In 1140, Pelayo referred a dispute brought before him as lord by the nuns of San Pedro de Ramiranes and the knight Álvaro Rubeo to the royal court at Salamanca. In September 1141 at Santiago de Compostela, Alfonso VII adjudicated a dispute between Pelayo and the monastery of San Martiño Pinario. In October 1146 at Tudején, Pelayo, acting as majordomo "in place of Count Ponce", witnessed the king's charter to Santa María de Niencebas. King García Ramírez of Navarre was present at this meeting to discuss Alfonso's planned campaign against Almería the following year. At the same time, he was a witness to the treaty of alliance between Alfonso VII and the Republic of Genoa. The Poema de Almería does not name him, but mentions the participation of Fernando Yáñez and his many sons.

Pelayo did not inherit Montoro from his father in 1154. It was given instead to Nuño Pérez de Lara. On 26 September 1158, King Ferdinand II granted him lands in compensation for damage done to his lands in Galicia by Portuguese forces.
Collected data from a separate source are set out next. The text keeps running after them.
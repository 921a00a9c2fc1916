//! Ephemeral URL resolution cache.
//!
//! Resolved upstream URLs are registered under short opaque keys that end up
//! in client-facing stream URLs. Entries live for a TTL (one hour by default)
//! and are never updated in place; a miss is an ordinary outcome.
//!
//! Collision policy: each entry keeps the canonical input it was derived
//! from. Re-registering the same input keeps the entry and refreshes its
//! TTL. A different input that truncates to the same key replaces the older
//! entry with a warning, so a lookup never returns URLs for an input other
//! than the most recent registration under that key.

mod keys;

pub use keys::{KEY_LENGTH, combined_canonical, derive_key};

use chrono::{DateTime, Utc};
use dashmap::DashMap;
use dashmap::mapref::entry::Entry;
use std::sync::Arc;
use std::time::{Duration, Instant};
use tokio_util::sync::CancellationToken;
use tracing::{debug, info, warn};

/// Default TTL for registered references (1 hour).
pub const DEFAULT_TTL: Duration = Duration::from_secs(3600);

/// A resolved upstream source.
#[derive(Debug, Clone, PartialEq, Eq)]
pub enum CacheEntry {
    /// Separate video and audio streams, muxed on delivery.
    Combined {
        video_url: String,
        audio_url: String,
        cached_at: DateTime<Utc>,
    },
    /// A single audio or video stream.
    Single {
        url: String,
        is_audio: bool,
        cached_at: DateTime<Utc>,
    },
}

impl CacheEntry {
    pub fn cached_at(&self) -> DateTime<Utc> {
        match self {
            Self::Combined { cached_at, .. } | Self::Single { cached_at, .. } => *cached_at,
        }
    }

    /// Same upstream source, ignoring registration time.
    fn same_source(&self, other: &CacheEntry) -> bool {
        match (self, other) {
            (
                Self::Combined {
                    video_url: v1,
                    audio_url: a1,
                    ..
                },
                Self::Combined {
                    video_url: v2,
                    audio_url: a2,
                    ..
                },
            ) => v1 == v2 && a1 == a2,
            (
                Self::Single {
                    url: u1,
                    is_audio: k1,
                    ..
                },
                Self::Single {
                    url: u2,
                    is_audio: k2,
                    ..
                },
            ) => u1 == u2 && k1 == k2,
            _ => false,
        }
    }
}

struct Slot {
    entry: Arc<CacheEntry>,
    canonical: String,
    expires_at: Instant,
}

impl Slot {
    fn new(entry: CacheEntry, canonical: String, ttl: Duration) -> Self {
        Self {
            entry: Arc::new(entry),
            canonical,
            expires_at: Instant::now() + ttl,
        }
    }

    fn is_expired(&self) -> bool {
        Instant::now() >= self.expires_at
    }
}

/// Cache statistics.
#[derive(Debug, Clone, Copy)]
pub struct CacheStats {
    pub entry_count: usize,
    pub default_ttl: Duration,
}

/// Process-wide registry of resolved sources.
///
/// Cheap to clone; clones share the same map. Backed by `DashMap`, so
/// unrelated keys never contend on a common lock.
#[derive(Clone)]
pub struct UrlCache {
    entries: Arc<DashMap<String, Slot>>,
    default_ttl: Duration,
}

impl UrlCache {
    /// Create a new cache with default TTL.
    pub fn new() -> Self {
        Self::with_ttl(DEFAULT_TTL)
    }

    /// Create a new cache with the given default TTL.
    pub fn with_ttl(default_ttl: Duration) -> Self {
        Self {
            entries: Arc::new(DashMap::new()),
            default_ttl,
        }
    }

    /// Register a single stream and return its key.
    pub fn cache_single(&self, url: &str, is_audio: bool) -> String {
        self.cache_single_with_ttl(url, is_audio, self.default_ttl)
    }

    pub fn cache_single_with_ttl(&self, url: &str, is_audio: bool, ttl: Duration) -> String {
        let entry = CacheEntry::Single {
            url: url.to_string(),
            is_audio,
            cached_at: Utc::now(),
        };
        self.register(url.to_string(), entry, ttl)
    }

    /// Register a video+audio pair and return its key. Order matters.
    pub fn cache_combined(&self, video_url: &str, audio_url: &str) -> String {
        self.cache_combined_with_ttl(video_url, audio_url, self.default_ttl)
    }

    pub fn cache_combined_with_ttl(&self, video_url: &str, audio_url: &str, ttl: Duration) -> String {
        let entry = CacheEntry::Combined {
            video_url: video_url.to_string(),
            audio_url: audio_url.to_string(),
            cached_at: Utc::now(),
        };
        self.register(combined_canonical(video_url, audio_url), entry, ttl)
    }

    fn register(&self, canonical: String, entry: CacheEntry, ttl: Duration) -> String {
        let key = derive_key(&canonical);

        match self.entries.entry(key.clone()) {
            Entry::Occupied(mut occupied) => {
                let slot = occupied.get_mut();
                if slot.canonical != canonical {
                    warn!(key = %key, "Cache key collision; replacing older entry");
                    *slot = Slot::new(entry, canonical, ttl);
                } else if slot.is_expired() || !slot.entry.same_source(&entry) {
                    *slot = Slot::new(entry, canonical, ttl);
                } else {
                    slot.expires_at = Instant::now() + ttl;
                }
            }
            Entry::Vacant(vacant) => {
                vacant.insert(Slot::new(entry, canonical, ttl));
            }
        }

        debug!(key = %key, ttl_secs = ttl.as_secs(), "Registered media reference");
        key
    }

    /// Look up a key. Expired entries are evicted and reported as a miss.
    pub fn lookup(&self, key: &str) -> Option<Arc<CacheEntry>> {
        let slot = self.entries.get(key)?;
        if slot.is_expired() {
            drop(slot); // release the shard lock before removing
            self.entries.remove_if(key, |_, slot| slot.is_expired());
            return None;
        }
        Some(slot.entry.clone())
    }

    /// Look up a combined entry as `(video_url, audio_url)`.
    pub fn lookup_combined(&self, key: &str) -> Option<(String, String)> {
        match self.lookup(key)?.as_ref() {
            CacheEntry::Combined {
                video_url,
                audio_url,
                ..
            } => Some((video_url.clone(), audio_url.clone())),
            CacheEntry::Single { .. } => None,
        }
    }

    /// Look up a single entry as `(url, is_audio)`.
    pub fn lookup_single(&self, key: &str) -> Option<(String, bool)> {
        match self.lookup(key)?.as_ref() {
            CacheEntry::Single { url, is_audio, .. } => Some((url.clone(), *is_audio)),
            CacheEntry::Combined { .. } => None,
        }
    }

    /// Best-effort eviction.
    pub fn invalidate(&self, key: &str) {
        self.entries.remove(key);
    }

    /// Get the number of stored entries, expired ones included until swept.
    pub fn len(&self) -> usize {
        self.entries.len()
    }

    pub fn is_empty(&self) -> bool {
        self.entries.is_empty()
    }

    /// Remove all expired entries, returning how many were dropped.
    pub fn cleanup_expired(&self) -> usize {
        let before = self.len();
        self.entries.retain(|_, slot| !slot.is_expired());
        before.saturating_sub(self.len())
    }

    pub fn stats(&self) -> CacheStats {
        CacheStats {
            entry_count: self.len(),
            default_ttl: self.default_ttl,
        }
    }

    /// Spawn a task that sweeps expired entries every `interval` until cancelled.
    pub fn spawn_sweeper(&self, interval: Duration, cancel_token: CancellationToken) {
        let cache = self.clone();
        tokio::spawn(async move {
            let mut ticker = tokio::time::interval(interval);
            ticker.tick().await;
            loop {
                tokio::select! {
                    _ = cancel_token.cancelled() => {
                        debug!("Cache sweeper shutting down");
                        break;
                    }
                    _ = ticker.tick() => {
                        let removed = cache.cleanup_expired();
                        if removed > 0 {
                            info!(removed, remaining = cache.len(), "Swept expired media references");
                        }
                    }
                }
            }
        });
    }
}

impl Default for UrlCache {
    fn default() -> Self {
        Self::new()
    }
}

#[cfg(test)]
mod tests {
    use super::*;

    #[test]
    fn single_registration_is_deterministic() {
        let cache = UrlCache::new();
        let first = cache.cache_single("https://cdn.test/a.mp3", true);
        let second = cache.cache_single("https://cdn.test/a.mp3", true);

        assert_eq!(first, second);
        assert_eq!(first.len(), KEY_LENGTH);
        assert_eq!(cache.len(), 1);
    }

    #[test]
    fn combined_key_is_order_sensitive() {
        let cache = UrlCache::new();
        let forward = cache.cache_combined("https://cdn.test/v", "https://cdn.test/a");
        let swapped = cache.cache_combined("https://cdn.test/a", "https://cdn.test/v");

        assert_ne!(forward, swapped);
        assert_eq!(
            cache.lookup_combined(&forward),
            Some(("https://cdn.test/v".to_string(), "https://cdn.test/a".to_string()))
        );
    }

    #[test]
    fn expired_entry_is_a_miss() {
        let cache = UrlCache::new();
        let key = cache.cache_single_with_ttl("https://cdn.test/a.webm", false, Duration::from_millis(1));

        std::thread::sleep(Duration::from_millis(10));

        assert!(cache.lookup(&key).is_none());
        assert!(cache.is_empty());
    }

    #[test]
    fn reregistration_refreshes_ttl_without_duplicating() {
        let cache = UrlCache::new();
        let key = cache.cache_single_with_ttl("https://cdn.test/a.mp4", false, Duration::from_millis(30));
        let original = cache.lookup(&key).unwrap();

        std::thread::sleep(Duration::from_millis(15));
        cache.cache_single_with_ttl("https://cdn.test/a.mp4", false, Duration::from_secs(60));
        std::thread::sleep(Duration::from_millis(30));

        let refreshed = cache.lookup(&key).expect("TTL should have been refreshed");
        assert_eq!(refreshed.cached_at(), original.cached_at());
        assert_eq!(cache.len(), 1);
    }

    #[test]
    fn kind_mismatch_is_a_miss() {
        let cache = UrlCache::new();
        let single = cache.cache_single("https://cdn.test/a.mp3", true);
        let combined = cache.cache_combined("https://cdn.test/v", "https://cdn.test/a");

        assert!(cache.lookup_combined(&single).is_none());
        assert!(cache.lookup_single(&combined).is_none());
        assert_eq!(
            cache.lookup_single(&single),
            Some(("https://cdn.test/a.mp3".to_string(), true))
        );
    }

    #[test]
    fn changed_media_kind_replaces_entry() {
        let cache = UrlCache::new();
        let key = cache.cache_single("https://cdn.test/stream", false);
        let again = cache.cache_single("https://cdn.test/stream", true);

        assert_eq!(key, again);
        assert_eq!(cache.lookup_single(&key), Some(("https://cdn.test/stream".to_string(), true)));
    }

    #[test]
    fn invalidate_and_cleanup() {
        let cache = UrlCache::new();
        let keep = cache.cache_single("https://cdn.test/keep.mp4", false);
        let gone = cache.cache_single("https://cdn.test/gone.mp4", false);
        cache.cache_single_with_ttl("https://cdn.test/old.mp4", false, Duration::from_millis(1));

        cache.invalidate(&gone);
        std::thread::sleep(Duration::from_millis(10));

        assert_eq!(cache.cleanup_expired(), 1);
        assert!(cache.lookup(&gone).is_none());
        assert!(cache.lookup(&keep).is_some());
        assert_eq!(cache.stats().entry_count, 1);
    }

    #[test]
    fn concurrent_registration_is_consistent() {
        let cache = UrlCache::new();
        let handles: Vec<_> = (0..8)
            .map(|i| {
                let cache = cache.clone();
                std::thread::spawn(move || {
                    (0..100)
                        .map(|j| cache.cache_single(&format!("https://cdn.test/{}.mp4", j % 10), i % 2 == 0))
                        .count()
                })
            })
            .collect();

        for handle in handles {
            handle.join().unwrap();
        }
        assert_eq!(cache.len(), 10);
    }
}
On 20 April 1159, he and his wife purchased a share in the church of Santa Cristina in Lavadores from Alfonso Oséviz for seventy solidi.

Pelayo and his wife were still alive in 1173.

==Bibliography==
- Barton, Simon (1997). "The Aristocracy in Twelfth-Century León and Castile"
- Calderón Medina, Inés (2014). "Beyond the Border: The Aristocratic Mobility Between the Kingdoms of Portugal and León (1157–1230)"
- Fernández Rodríguez, Manuel (2004). "Toronium: Aproximación a la Historia de una Tierra Medieval: Galicia y Portugal en la Edad Media"
- Hall, Martin (2013). "Caffaro, Genoa and the Twelfth-Century Crusades"
- Reilly, Bernard F. (1998). "The Kingdom of León-Castilla Under King Alfonso VII, 1126–1157"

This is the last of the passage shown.